Speaking of books, the Christian Science Fiction and Fantasy blog tour (also known as the CSFF) consists of 30-50 bloggers who each month review a Christian speculative book or site. The goal of this blog tour is to let people know good Christian fantasy and science fiction exists. I will be participating in the tour at the end of this month. If you want to read about my thoughts on past books, click on CSFF Blog Tour.

And lastly, publishers. Since I first began writing, there are at least 4 publishers that I know of now dedicated to Christian speculative fiction. I have not been able to read everything produced, but what I have read I have enjoyed and written up reviews on. Here they are:

Splashdown Books

Written World Communications

Risen Books

And of course, Marcher Lord Press.

I hope this helps many of you on your search for Christian speculative fiction. Enjoy!

Why I Write Christian Speculative Fiction

I never set out to write Christian fantasy. In fact, I wasn’t sure what place that kind of book had in this world. Sure, there was Lewis’ Narnia series and Tolkien’s Lord of the Rings. But with all the controversy over Harry Potter years ago, I didn’t know what to think. I read Star Wars, Terry Brooks, and such, but Christian fantasy? I don’t think so.

It was actually the Harry Potter controversy that made me start thinking about Christian fantasy. Could fantasy and Christianity mix? Could a good book be written where the faith element or the fantasy element was not compromised? Like I said, I never set out to do that, but in the end that is what I wrote.

Daughter of Light began as a story in my head. It was a place to play with some cool fantasy ideas. A fantasy book with a hint of faith. But as the years went by and I found myself traveling down dark roads and facing one crisis of faith after another in real life, Daughter of Light began to morph into an exploration of what it ultimately meant to follow God.

Through speculative fiction, I am able to explore what would a Christian look like if the externals generally associated with Christianity were taken away like church attendance, bible studies, or Sunday school. Now I’m not saying those are bad things (not at all), but sometimes our Christianity is defined by where we go or what we do, not by who we are.

I am also able to paint word pictures with fantasy that I could not do if I wrote about this world. For example: sin. In our world, sin is a hidden part of our nature. We see the results of sin, but not sin itself. But in a fantasy world, I can show what we look like with sin: naked, broken, with blood on our hands. Unable to heals ourselves. Helpless and bound to darkness.

Of course, there is a fun aspect to writing fantasy. I get to write outside the box, ask “what if” questions. What if we could see people the way God sees people, would we still love them? What if we could heal, but it meant taking on the hurt and pain, would we? What if you found out you’re really from another dimension (that’s a fun question 🙂). What if you discovered you’re not human?

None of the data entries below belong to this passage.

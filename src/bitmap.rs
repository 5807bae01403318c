/// Fixed-capacity bit vector, sized once at construction.
///
/// Bit N lives in word N / 64, bit N % 64, the same layout the APLIC and
/// IMSIC register files expose.
#[derive(Debug, Clone, PartialEq, Eq)]
pub struct Bitmap {
    words: Box<[u64]>,
    len: usize,
}

impl Bitmap {
    pub fn new(len: usize) -> Self {
        Self {
            words: vec![0u64; len.div_ceil(64)].into_boxed_slice(),
            len,
        }
    }

    pub fn len(&self) -> usize {
        self.len
    }

    pub fn is_empty(&self) -> bool {
        self.len == 0
    }

    pub fn get(&self, bit: usize) -> bool {
        bit < self.len && self.words[bit / 64] & (1u64 << (bit % 64)) != 0
    }

    pub fn set(&mut self, bit: usize) {
        if bit < self.len {
            self.words[bit / 64] |= 1u64 << (bit % 64);
        }
    }

    pub fn clear(&mut self, bit: usize) {
        if bit < self.len {
            self.words[bit / 64] &= !(1u64 << (bit % 64));
        }
    }

    pub fn assign(&mut self, bit: usize, value: bool) {
        if value {
            self.set(bit);
        } else {
            self.clear(bit);
        }
    }

    /// Number of 64-bit words backing the bitmap
    pub fn words64(&self) -> usize {
        self.words.len()
    }

    pub fn word64(&self, idx: usize) -> u64 {
        self.words.get(idx).copied().unwrap_or(0)
    }

    pub fn set_word64(&mut self, idx: usize, val: u64) {
        let mask = self.valid_mask64(idx);
        if let Some(w) = self.words.get_mut(idx) {
            *w = val & mask;
        }
    }

    pub fn word32(&self, idx: usize) -> u32 {
        (self.word64(idx / 2) >> (32 * (idx % 2))) as u32
    }

    /// Index of the lowest bit set in both `self` and `other`
    pub fn first_common(&self, other: &Bitmap) -> Option<usize> {
        self.words
            .iter()
            .zip(other.words.iter())
            .enumerate()
            .find_map(|(w, (a, b))| {
                let both = a & b;
                (both != 0).then(|| w * 64 + both.trailing_zeros() as usize)
            })
    }

    /// Indices of all set bits in ascending order
    pub fn iter_ones(&self) -> impl Iterator<Item = usize> + '_ {
        self.words.iter().enumerate().flat_map(|(w, &word)| {
            let mut rest = word;
            std::iter::from_fn(move || {
                if rest == 0 {
                    return None;
                }
                let bit = rest.trailing_zeros() as usize;
                rest &= rest - 1;
                Some(w * 64 + bit)
            })
        })
    }

    fn valid_mask64(&self, idx: usize) -> u64 {
        let start = idx * 64;
        if start >= self.len {
            0
        } else if self.len - start >= 64 {
            u64::MAX
        } else {
            (1u64 << (self.len - start)) - 1
        }
    }
}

I love writing Christian speculative fiction. It combines my weirdness, my creativity, and my faith. Here is a quote by C.S. Lewis that best sums up why I write Christian fantasy:

“I thought I saw how stories of this kind could steal past a certain inhibition which had paralyzed much of my own religion in childhood. Why did one find it so hard to feel as one was told one ought to feel about God or about the sufferings of Christ? I thought the chief reason was that one was told one ought to. An obligation to feel can freeze feelings. And reverence itself did harm. The whole subject was associated with lowered voices; almost as if it were something medical. But supposing that by casting all these things into an imaginary world, stripping them of their stained-glass and Sunday school associations, one could make them for the first time appear in their real potency? Could one not thus steal past those watchful dragons? I thought one could.”